While The Overachievers: The Secret Lives of Driven Kids (2007) and The Geeks Shall Inherit the Earth: Popularity, Quirk Theory, and Why Outsiders Thrive After High School (2011) focused on high school students, The Teachers examines what it’s like to be a K-12 teacher in post-Covid America. Robbins presents penetrating portrayals of three individual teachers across the months of a school year and enhances these narratives with vignettes from dozens of other teachers with similar stories. I’ve been involved in education for more than forty years, and I can say that nothing in The Teachers surprised me. Still, reading all of these detailed experiences with Robbins expertly connecting the dots was powerful and infuriating. (On second thought, I was surprised by the frequency of physical assaults endured by teachers, especially those in special education.)
Robbins is careful to be fair. Not all administrators are predatory boneheads, and not all teachers are saints. She introduces thoughtful, empathetic administrators, as well as vindictive teachers who are unnecessarily cruel to students and colleagues, but these are exceptions in The Teachers. The vast majority of the teachers are wise, caring, dedicated professionals mired in bureaucratic and personality-driven nightmares that negatively affect their mental, emotional, and physical health.

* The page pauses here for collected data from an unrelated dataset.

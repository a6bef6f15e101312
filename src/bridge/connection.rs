//! Connection to the helper process.
//!
//! Spawns the helper as a child process, owns its stdio channel, and matches
//! line-delimited JSON replies to pending calls by correlation id. A
//! background reader task completes the pending calls; when the channel
//! closes or errors, every pending call fails with `Disconnected` and the
//! disconnect becomes observable exactly once.

use std::collections::HashMap;
use std::sync::atomic::{AtomicU64, Ordering};
use std::sync::Arc;

use tokio::io::{AsyncBufReadExt, AsyncRead, AsyncWrite, AsyncWriteExt, BufReader};
use tokio::process::{Child, Command};
use tokio::sync::{oneshot, watch, Mutex};

use super::config::HelperConfig;
use super::errors::BridgeError;
use super::wire::{WireReply, WireRequest};

// ─── Request ID Generator ────────────────────────────────────────────────────

/// Global monotonic request ID counter.
static NEXT_REQUEST_ID: AtomicU64 = AtomicU64::new(1);

/// Generate a unique request ID.
fn next_request_id() -> u64 {
    NEXT_REQUEST_ID.fetch_add(1, Ordering::Relaxed)
}

// ─── Connection ──────────────────────────────────────────────────────────────

/// Calls awaiting their reply, keyed by request id.
type PendingMap = Arc<Mutex<HashMap<u64, oneshot::Sender<Result<String, BridgeError>>>>>;

/// Handle to a running helper process.
///
/// The write half lives behind a mutex so concurrent calls interleave at
/// line granularity; the read half is owned exclusively by the reader task.
pub struct HelperConnection {
    writer: Mutex<Box<dyn AsyncWrite + Send + Unpin>>,
    pending: PendingMap,
    disconnected: watch::Receiver<bool>,
    /// Keeps the child alive; `kill_on_drop` ties its lifetime to ours.
    _child: Option<Child>,
}

impl HelperConnection {
    /// Spawn the helper addressed by `config` and open the line channel.
    ///
    /// Must be called from within a tokio runtime (the reader task is
    /// spawned here). The helper's stderr passes through to the host's.
    pub fn spawn(config: &HelperConfig) -> Result<Self, BridgeError> {
        let spawn_failed = |reason: String| BridgeError::SpawnFailed {
            command: config.command.clone(),
            reason,
        };

        let mut cmd = Command::new(&config.command);
        cmd.args(&config.args);
        cmd.stdin(std::process::Stdio::piped());
        cmd.stdout(std::process::Stdio::piped());
        cmd.stderr(std::process::Stdio::inherit());
        cmd.kill_on_drop(true);

        // Windows: prevent a console window from appearing for the child
        #[cfg(target_os = "windows")]
        {
            use std::os::windows::process::CommandExt;
            const CREATE_NO_WINDOW: u32 = 0x08000000;
            cmd.creation_flags(CREATE_NO_WINDOW);
        }

        let mut child = cmd.spawn().map_err(|e| spawn_failed(e.to_string()))?;

        let stdin = child
            .stdin
            .take()
            .ok_or_else(|| spawn_failed("failed to capture stdin".into()))?;
        let stdout = child
            .stdout
            .take()
            .ok_or_else(|| spawn_failed("failed to capture stdout".into()))?;

        Ok(Self::from_io(stdout, stdin, Some(child)))
    }

    /// Build a connection over an arbitrary byte channel.
    ///
    /// Production uses the child's stdio; tests drive this with an in-memory
    /// duplex stream.
    pub fn from_io<R, W>(reader: R, writer: W, child: Option<Child>) -> Self
    where
        R: AsyncRead + Send + Unpin + 'static,
        W: AsyncWrite + Send + Unpin + 'static,
    {
        let pending: PendingMap = Arc::new(Mutex::new(HashMap::new()));
        let (disconnect_tx, disconnect_rx) = watch::channel(false);

        tokio::spawn(read_loop(reader, Arc::clone(&pending), disconnect_tx));

        Self {
            writer: Mutex::new(Box::new(writer)),
            pending,
            disconnected: disconnect_rx,
            _child: child,
        }
    }

    /// Issue one named call and await the matching reply.
    ///
    /// Resolves with the helper's result, or fails with `Disconnected` if the
    /// channel closes first. There is no timeout and no retry.
    pub async fn call(&self, name: &str, arg: &str) -> Result<String, BridgeError> {
        if *self.disconnected.borrow() {
            return Err(BridgeError::Disconnected {
                reason: "channel already closed".into(),
            });
        }

        let id = next_request_id();
        let request = WireRequest::new(id, name, arg);
        let mut line = serde_json::to_string(&request).map_err(|e| BridgeError::Transport {
            reason: format!("failed to serialize request: {e}"),
        })?;
        line.push('\n');

        let (tx, rx) = oneshot::channel();
        self.pending.lock().await.insert(id, tx);

        let written = {
            let mut writer = self.writer.lock().await;
            match writer.write_all(line.as_bytes()).await {
                Ok(()) => writer.flush().await,
                Err(e) => Err(e),
            }
        };
        if let Err(e) = written {
            self.pending.lock().await.remove(&id);
            return Err(BridgeError::Transport {
                reason: format!("failed to write request: {e}"),
            });
        }

        // The reader may have drained the map between our insert and now; a
        // still-present entry with the flag up would never be completed.
        if *self.disconnected.borrow() && self.pending.lock().await.remove(&id).is_some() {
            return Err(BridgeError::Disconnected {
                reason: "channel closed before reply".into(),
            });
        }

        rx.await.map_err(|_| BridgeError::Disconnected {
            reason: "channel closed before reply".into(),
        })?
    }

    /// Watch the disconnect flag. It transitions `false → true` exactly once,
    /// when the channel to the helper closes.
    pub fn subscribe_disconnect(&self) -> watch::Receiver<bool> {
        self.disconnected.clone()
    }
}

// ─── Reader Task ─────────────────────────────────────────────────────────────

/// Read reply lines until the channel closes, completing pending calls.
///
/// Non-JSON lines are skipped (stray log output on stdout). On EOF or read
/// error, every pending call is failed and the disconnect flag is raised.
async fn read_loop<R>(reader: R, pending: PendingMap, disconnected: watch::Sender<bool>)
where
    R: AsyncRead + Send + Unpin + 'static,
{
    let mut lines = BufReader::new(reader).lines();

    let reason = loop {
        match lines.next_line().await {
            Ok(Some(line)) => {
                let trimmed = line.trim();
                if trimmed.is_empty() {
                    continue;
                }
                match serde_json::from_str::<WireReply>(trimmed) {
                    Ok(reply) => match pending.lock().await.remove(&reply.id) {
                        Some(sender) => {
                            let _ = sender.send(reply.into_result());
                        }
                        None => {
                            tracing::warn!(id = reply.id, "reply for unknown request id");
                        }
                    },
                    // Not a reply — skip and keep reading.
                    Err(_) => continue,
                }
            }
            Ok(None) => break "helper stdout closed".to_string(),
            Err(e) => break format!("failed to read from helper: {e}"),
        }
    };

    for (_, sender) in pending.lock().await.drain() {
        let _ = sender.send(Err(BridgeError::Disconnected {
            reason: reason.clone(),
        }));
    }

    let _ = disconnected.send(true);
    tracing::warn!(reason = %reason, "helper disconnected");
}

// ─── Tests ───────────────────────────────────────────────────────────────────

#[cfg(test)]
mod tests {
    use super::*;
    use tokio::io::{duplex, split};

    /// A fake helper on the far end of a duplex channel: answers `greeting`
    /// requests with `"Hello " + arg`, `count` lines at most, then hangs up.
    async fn echo_helper<R, W>(reader: R, mut writer: W, count: usize)
    where
        R: AsyncRead + Send + Unpin,
        W: AsyncWrite + Send + Unpin,
    {
        let mut lines = BufReader::new(reader).lines();
        for _ in 0..count {
            let Ok(Some(line)) = lines.next_line().await else {
                return;
            };
            let request: WireRequest = serde_json::from_str(&line).unwrap();
            let reply = WireReply::ok(request.id, format!("Hello {}", request.arg));
            let mut json = serde_json::to_string(&reply).unwrap();
            json.push('\n');
            writer.write_all(json.as_bytes()).await.unwrap();
            writer.flush().await.unwrap();
        }
    }

    fn connect() -> (HelperConnection, tokio::io::ReadHalf<tokio::io::DuplexStream>, tokio::io::WriteHalf<tokio::io::DuplexStream>)
    {
        let (near, far) = duplex(4096);
        let (near_read, near_write) = split(near);
        let (far_read, far_write) = split(far);
        (
            HelperConnection::from_io(near_read, near_write, None),
            far_read,
            far_write,
        )
    }

    #[tokio::test]
    async fn test_call_resolves_with_reply() {
        let (conn, far_read, far_write) = connect();
        tokio::spawn(echo_helper(far_read, far_write, 1));

        let result = conn.call("greeting", "World").await.unwrap();
        assert_eq!(result, "Hello World");
    }

    #[tokio::test]
    async fn test_replies_match_by_correlation_id() {
        let (conn, far_read, mut far_write) = connect();

        // Answer with a bogus id first, then the real reply.
        tokio::spawn(async move {
            let mut lines = BufReader::new(far_read).lines();
            let line = lines.next_line().await.unwrap().unwrap();
            let request: WireRequest = serde_json::from_str(&line).unwrap();

            let bogus = serde_json::to_string(&WireReply::ok(u64::MAX, "wrong")).unwrap();
            let real =
                serde_json::to_string(&WireReply::ok(request.id, format!("Hello {}", request.arg)))
                    .unwrap();
            far_write
                .write_all(format!("{bogus}\n{real}\n").as_bytes())
                .await
                .unwrap();
            far_write.flush().await.unwrap();
        });

        let result = conn.call("greeting", "World").await.unwrap();
        assert_eq!(result, "Hello World");
    }

    #[tokio::test]
    async fn test_stray_output_lines_are_skipped() {
        let (conn, far_read, mut far_write) = connect();

        tokio::spawn(async move {
            let mut lines = BufReader::new(far_read).lines();
            let line = lines.next_line().await.unwrap().unwrap();
            let request: WireRequest = serde_json::from_str(&line).unwrap();

            let reply = serde_json::to_string(&WireReply::ok(request.id, "Hello World")).unwrap();
            far_write
                .write_all(format!("helper warming up...\n\n{reply}\n").as_bytes())
                .await
                .unwrap();
            far_write.flush().await.unwrap();
        });

        assert_eq!(conn.call("greeting", "World").await.unwrap(), "Hello World");
    }

    #[tokio::test]
    async fn test_error_reply_fails_the_call() {
        let (conn, far_read, mut far_write) = connect();

        tokio::spawn(async move {
            let mut lines = BufReader::new(far_read).lines();
            let line = lines.next_line().await.unwrap().unwrap();
            let request: WireRequest = serde_json::from_str(&line).unwrap();

            let reply =
                serde_json::to_string(&WireReply::err(request.id, "unknown call: 'nope'")).unwrap();
            far_write
                .write_all(format!("{reply}\n").as_bytes())
                .await
                .unwrap();
            far_write.flush().await.unwrap();
        });

        let err = conn.call("nope", "x").await.unwrap_err();
        assert!(matches!(err, BridgeError::CallFailed { .. }));
    }

    #[tokio::test]
    async fn test_disconnect_rejects_pending_and_fires_once() {
        let (conn, far_read, far_write) = connect();
        let mut disconnect = conn.subscribe_disconnect();
        assert!(!*disconnect.borrow());

        // Read the request, then hang up without replying.
        tokio::spawn(async move {
            let mut lines = BufReader::new(far_read).lines();
            let _ = lines.next_line().await;
            drop(far_write);
        });

        let err = conn.call("greeting", "World").await.unwrap_err();
        assert!(matches!(err, BridgeError::Disconnected { .. }));

        disconnect.changed().await.unwrap();
        assert!(*disconnect.borrow());

        // Subsequent calls fail immediately — the flag never resets.
        let err = conn.call("greeting", "again").await.unwrap_err();
        assert!(matches!(err, BridgeError::Disconnected { .. }));
    }

    #[tokio::test]
    async fn test_sequential_calls_share_the_channel() {
        let (conn, far_read, far_write) = connect();
        tokio::spawn(echo_helper(far_read, far_write, 2));

        assert_eq!(conn.call("greeting", "one").await.unwrap(), "Hello one");
        assert_eq!(conn.call("greeting", "two").await.unwrap(), "Hello two");
    }
}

The Teachers is an important book. Who needs to read it? I think teachers should read it because it helps us see ourselves, our work, and our contexts more clearly and provides points for articulating why improving the lives of teachers is a national imperative. Parents of school-age children should also read this book for an enlightened look at the situations they are sending their sons and daughter into each day. Policy makers would also benefit from reading The Teachers. Many policy makers are trying to do good work; they are just too far removed from the grass roots to have a meaningful grasp of the effects of their polices. I hope you will add The Teachers to your reading list, and when you’re finished, pass it along to someone else.